Projections indicate that the frequency and severity of wildfires will increase in the future due to global climate change. Aside from the immediate threat to life and property, wildfires emit massive amounts of smoke containing a complex mixture of pollutants harmful to human health.
While the health effects of wildfire smoke exposure are well documented in adult populations, there are very few studies, none conducted in Canada, on the effects of in utero and neonatal wildfire smoke exposure on birth outcomes and health in early life. Sarah Henderson, scientific director of environmental health at the BC Centre for Disease Control (BCCDC) and an associate professor in the University of British Columbia’s School of Population and Public Health, is leading a research project to investigate this issue. The study is funded by the Canadian Institutes of Health Research (CIHR).
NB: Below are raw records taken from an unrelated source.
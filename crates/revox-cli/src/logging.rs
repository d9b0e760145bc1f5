//! Tracing subscriber setup
//!
//! - [`LogFormat::Human`]: readable lines for interactive runs
//! - [`LogFormat::Json`]: newline-delimited JSON for CI log collectors
//!
//! `RUST_LOG` takes precedence over the `--log-level` directive.

use tracing_subscriber::{fmt, layer::SubscriberExt, util::SubscriberInitExt, EnvFilter};

/// Log output format
#[derive(Debug, Clone, Copy, Default, PartialEq, Eq, clap::ValueEnum)]
pub enum LogFormat {
    /// Human-readable lines
    #[default]
    Human,
    /// Newline-delimited JSON
    Json,
}

/// Filter from `RUST_LOG`, else from `level`, else `info`
#[must_use]
pub fn env_filter(level: &str) -> EnvFilter {
    EnvFilter::try_from_default_env()
        .or_else(|_| EnvFilter::try_new(level))
        .unwrap_or_else(|_| EnvFilter::new("info"))
}

/// Install the global subscriber
///
/// # Errors
/// A global subscriber is already set.
pub fn init_logging(
    format: LogFormat,
    level: &str,
) -> Result<(), tracing_subscriber::util::TryInitError> {
    let filter = env_filter(level);

    match format {
        LogFormat::Human => tracing_subscriber::registry()
            .with(filter)
            .with(fmt::layer().with_target(false))
            .try_init(),
        LogFormat::Json => tracing_subscriber::registry()
            .with(filter)
            .with(fmt::layer().json().with_target(true).with_current_span(true))
            .try_init(),
    }
}

#[cfg(test)]
mod tests {
    use super::*;

    #[test]
    fn invalid_level_falls_back() {
        // Must not panic on a directive EnvFilter rejects
        let _ = env_filter("not a [valid directive");
    }

    #[test]
    fn second_init_is_an_error() {
        let _ = init_logging(LogFormat::Json, "debug");
        assert!(init_logging(LogFormat::Human, "info").is_err());
    }
}
//! Run-level orchestration across all N process logs.

use crate::error::CheckError;
use crate::report::{ProcessReport, RunReport};
use crate::validator::{check_process, display_name};
use fifocheck_trace::count_lines;
use fifocheck_types::ProcessId;
use rayon::prelude::*;
use std::fs::File;
use std::io::BufReader;
use std::path::{Path, PathBuf};
use tracing::{debug, info};

/// Expected log file for one process.
///
/// External collaborator contract: process `k` writes its trace to
/// `k.output` in the run directory.
pub fn log_path(dir: &Path, process: ProcessId) -> PathBuf {
    dir.join(format!("{}.output", process.0))
}

/// Validate a whole run of `processes` logs in `dir`.
///
/// Precondition first: every log must exist and all logs must have the same
/// line count. Unequal counts mean the distributed run itself did not
/// terminate uniformly, so the run is rejected before any ordering check.
/// Then each log is validated independently (the validations share no
/// mutable state and run in parallel); the verdict is the union of the
/// per-file results, reported in process order.
pub fn check_run(dir: &Path, processes: u32) -> Result<RunReport, CheckError> {
    let paths: Vec<PathBuf> = (1..=processes)
        .map(|i| log_path(dir, ProcessId(i)))
        .collect();

    let counts = read_line_counts(&paths)?;
    if counts.windows(2).any(|pair| pair[0].1 != pair[1].1) {
        info!("process logs disagree on line count");
        return Ok(RunReport::LineCountMismatch { counts });
    }

    let reports: Vec<ProcessReport> = paths
        .par_iter()
        .map(|path| check_process(path))
        .collect::<Result<_, _>>()?;

    let failing: Vec<ProcessReport> = reports
        .into_iter()
        .filter(|report| !report.passed())
        .collect();

    if failing.is_empty() {
        debug!(processes, "all process logs passed");
        Ok(RunReport::Passed)
    } else {
        Ok(RunReport::Failed { failing })
    }
}

/// Line counts of every log, in process order.
///
/// Fails on the first missing or unreadable file; a run missing a log is a
/// precondition failure before any counting is meaningful.
fn read_line_counts(paths: &[PathBuf]) -> Result<Vec<(String, u64)>, CheckError> {
    let mut counts = Vec::with_capacity(paths.len());
    for path in paths {
        let name = display_name(path);
        let file = File::open(path).map_err(|e| CheckError::Io {
            file: name.clone(),
            source: e,
        })?;
        let count = count_lines(BufReader::new(file)).map_err(|e| CheckError::Io {
            file: name.clone(),
            source: e,
        })?;
        counts.push((name, count));
    }
    Ok(counts)
}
“In 2017 and 2018, British Columbia suffered its worst wildfire seasons in history,” says Professor Henderson. “These recent episodes of high exposure provide a unique opportunity to use linked administrative health data to examine the effect of the two extreme wildfire seasons compared to more typical exposures in 2016 and 2019.”
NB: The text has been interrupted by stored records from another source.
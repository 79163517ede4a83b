//! Errors that abort a validation run.

use fifocheck_trace::ParseError;
use std::io;
use thiserror::Error;

/// Hard failures distinct from ordering violations.
///
/// An ordering violation is a *result* (recorded in a
/// [`ProcessReport`](crate::ProcessReport) while validation continues with
/// the next file); these errors abort the whole run.
#[derive(Debug, Error)]
pub enum CheckError {
    /// A log file was missing or unreadable.
    #[error("Failed to read {file}: {source}")]
    Io {
        /// File the failure occurred on.
        file: String,
        #[source]
        source: io::Error,
    },

    /// A recognized event line carried a token that is not a valid integer.
    ///
    /// This signals log corruption, not absence of an event, so it is never
    /// skipped the way unrecognized lines are.
    #[error("Corrupt trace {file}: {source}")]
    Corrupt {
        /// File the corrupt line was found in.
        file: String,
        #[source]
        source: ParseError,
    },
}

impl CheckError {
    /// Attach a file name to a parse-layer error.
    pub(crate) fn from_parse(file: String, source: ParseError) -> Self {
        match source {
            ParseError::Io(source) => CheckError::Io { file, source },
            source => CheckError::Corrupt { file, source },
        }
    }
}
Study participants are all infants who were in utero or in the neonatal period (birth to 28 days) during the study period in British Columbia. “We hypothesise that those who were exposed to wildfire smoke during pregnancy were at increased risk of adverse birth outcomes compared with those who were less exposed and that that in utero exposure to wildfire smoke is associated with increased risks of other adverse outcomes in the first year of life,” says Professor Henderson. The project will also look at whether neonates exposed to wildfire smoke have increased risks of adverse health outcomes in the first year of life.
A section of CIHR funding for this project is dedicated to knowledge translation efforts. Fact sheets written for the general public and health care professionals will be created and shared through social media, provincial health care partners, academic and professional conferences, and through the SmartMom text messaging service (www.smartmomcanada.ca).
PopData will link four data sets from the BC Ministry of Health with data from the BC Perinatal Data Registry for the project.